### Exercise description
The records that follow are to be repeated exactly, in full.

[Saved entries]

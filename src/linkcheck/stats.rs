use rustc_hash::FxHashMap;
use serde::Serialize;

use crate::linkcheck::checker::LinkResult;
use crate::linkcheck::classify::LinkStatus;

/// Run-level counters. `failed` counts HTTP errors and connection errors;
/// the other failure kinds have their own counter.
#[derive(Debug, Clone, Default, PartialEq, Eq, Serialize)]
pub struct LinkStats {
    pub total: usize,
    pub success: usize,
    pub failed: usize,
    pub timeout: usize,
    pub redirect: usize,
    pub ssl_error: usize,
    pub dns_error: usize,
    pub invalid_url: usize,
    pub unknown_error: usize,
}

impl LinkStats {
    pub fn record(&mut self, status: LinkStatus) {
        let counter = match status {
            LinkStatus::Success => &mut self.success,
            LinkStatus::Redirect => &mut self.redirect,
            LinkStatus::HttpError | LinkStatus::ConnectionError => &mut self.failed,
            LinkStatus::Timeout => &mut self.timeout,
            LinkStatus::SslError => &mut self.ssl_error,
            LinkStatus::DnsError => &mut self.dns_error,
            LinkStatus::InvalidUrl => &mut self.invalid_url,
            LinkStatus::UnknownError => &mut self.unknown_error,
        };
        *counter += 1;
    }

    /// Share of `count` in the total, in percent
    pub fn percentage(&self, count: usize) -> f64 {
        if self.total == 0 {
            0.0
        } else {
            count as f64 / self.total as f64 * 100.0
        }
    }

    /// (success + redirect) / total, in percent
    pub fn success_rate(&self) -> f64 {
        self.percentage(self.success + self.redirect)
    }
}

#[derive(Debug, Clone, PartialEq, Eq, Serialize)]
pub struct CategoryStats {
    pub category: String,
    pub total: usize,
    pub ok: usize,
    pub failed: usize,
}

/// Everything a link-check run produced, owned by the draining loop
#[derive(Debug, Clone, Default, PartialEq)]
pub struct CheckOutcome {
    pub stats: LinkStats,
    results: Vec<LinkResult>,
}

impl CheckOutcome {
    pub fn new(total: usize) -> Self {
        Self {
            stats: LinkStats {
                total,
                ..Default::default()
            },
            results: Vec::with_capacity(total),
        }
    }

    pub fn record(&mut self, result: LinkResult) {
        self.stats.record(result.status);
        self.results.push(result);
    }

    /// Results in enumeration order
    pub fn results(&self) -> &[LinkResult] {
        &self.results
    }

    /// Put the results back into enumeration order once draining is done
    pub fn sort(&mut self) {
        self.results.sort_by_key(|result| result.index);
    }

    /// Everything that is neither success nor redirect
    pub fn failed_links(&self) -> Vec<&LinkResult> {
        self.results
            .iter()
            .filter(|result| !result.status.is_ok())
            .collect()
    }

    pub fn has_failures(&self) -> bool {
        self.results.iter().any(|result| !result.status.is_ok())
    }

    /// Per-category totals in order of first appearance
    pub fn categories(&self) -> Vec<CategoryStats> {
        let mut positions: FxHashMap<&str, usize> = FxHashMap::default();
        let mut categories: Vec<CategoryStats> = Vec::new();

        for result in &self.results {
            let position = *positions.entry(result.category.as_str()).or_insert_with(|| {
                categories.push(CategoryStats {
                    category: result.category.clone(),
                    total: 0,
                    ok: 0,
                    failed: 0,
                });
                categories.len() - 1
            });

            let entry = &mut categories[position];
            entry.total += 1;
            if result.status.is_ok() {
                entry.ok += 1;
            } else {
                entry.failed += 1;
            }
        }

        categories
    }
}
//! Description generator
//!
//! Scrapes each homepage, picks the best self-description it offers and
//! writes it into the dataset.

pub mod generator;
pub mod heuristic;
pub mod page;

pub use generator::{DescribeSummary, describe_single, fetch_page, update_descriptions};
pub use heuristic::{clean_candidate, generate_description};
pub use page::PageInfo;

### Exercise result
filename src/linkcheck/stats.rs
use rustc_hash::FxHashMap;
use serde::Serialize;

use crate::linkcheck::checker::LinkResult;
use crate::linkcheck::classify::LinkStatus;

/// Run-level counters. `failed` counts HTTP errors and connection errors;
/// the other failure kinds have their own counter.
#[derive(Debug, Clone, Default, PartialEq, Eq, Serialize)]
pub struct LinkStats {
    pub total: usize,
    pub success: usize,
    pub failed: usize,
    pub timeout: usize,
    pub redirect: usize,
    pub ssl_error: usize,
    pub dns_error: usize,
    pub invalid_url: usize,
    pub unknown_error: usize,
}

impl LinkStats {
    pub fn record(&mut self, status: LinkStatus) {
        let counter = match status {
            LinkStatus::Success => &mut self.success,
            LinkStatus::Redirect => &mut self.redirect,
            LinkStatus::HttpError | LinkStatus::ConnectionError => &mut self.failed,
            LinkStatus::Timeout => &mut self.timeout,
            LinkStatus::SslError => &mut self.ssl_error,
            LinkStatus::DnsError => &mut self.dns_error,
            LinkStatus::InvalidUrl => &mut self.invalid_url,
            LinkStatus::UnknownError => &mut self.unknown_error,
        };
        *counter += 1;
    }

    /// Share of `count` in the total, in percent
    pub fn percentage(&self, count: usize) -> f64 {
        if self.total == 0 {
            0.0
        } else {
            count as f64 / self.total as f64 * 100.0
        }
    }

    /// (success + redirect) / total, in percent
    pub fn success_rate(&self) -> f64 {
        self.percentage(self.success + self.redirect)
    }
}

#[derive(Debug, Clone, PartialEq, Eq, Serialize)]
pub struct CategoryStats {
    pub category: String,
    pub total: usize,
    pub ok: usize,
    pub failed: usize,
}

/// Everything a link-check run produced, owned by the draining loop
#[derive(Debug, Clone, Default, PartialEq)]
pub struct CheckOutcome {
    pub stats: LinkStats,
    results: Vec<LinkResult>,
}

impl CheckOutcome {
    pub fn new(total: usize) -> Self {
        Self {
            stats: LinkStats {
                total,
                ..Default::default()
            },
            results: Vec::with_capacity(total),
        }
    }

    pub fn record(&mut self, result: LinkResult) {
        self.stats.record(result.status);
        self.results.push(result);
    }

    /// Results in enumeration order
    pub fn results(&self) -> &[LinkResult] {
        &self.results
    }

    /// Put the results back into enumeration order once draining is done
    pub fn sort(&mut self) {
        self.results.sort_by_key(|result| result.index);
    }

    /// Everything that is neither success nor redirect
    pub fn failed_links(&self) -> Vec<&LinkResult> {
        self.results
            .iter()
            .filter(|result| !result.status.is_ok())
            .collect()
    }

    pub fn has_failures(&self) -> bool {
        self.results.iter().any(|result| !result.status.is_ok())
    }

    /// Per-category totals in order of first appearance
    pub fn categories(&self) -> Vec<CategoryStats> {
        let mut positions: FxHashMap<&str, usize> = FxHashMap::default();
        let mut categories: Vec<CategoryStats> = Vec::new();

        for result in &self.results {
            let position = *positions.entry(result.category.as_str()).or_insert_with(|| {
                categories.push(CategoryStats {
                    category: result.category.clone(),
                    total: 0,
                    ok: 0,
                    failed: 0,
                });
                categories.len() - 1
            });

            let entry = &mut categories[position];
            entry.total += 1;
            if result.status.is_ok() {
                entry.ok += 1;
            } else {
                entry.failed += 1;
            }
        }

        categories
    }
}
//! Description generator
//!
//! Scrapes each homepage, picks the best self-description it offers and
//! writes it into the dataset.

pub mod generator;
pub mod heuristic;
pub mod page;

pub use generator::{DescribeSummary, describe_single, fetch_page, update_descriptions};
pub use heuristic::{clean_candidate, generate_description};
pub use page::PageInfo;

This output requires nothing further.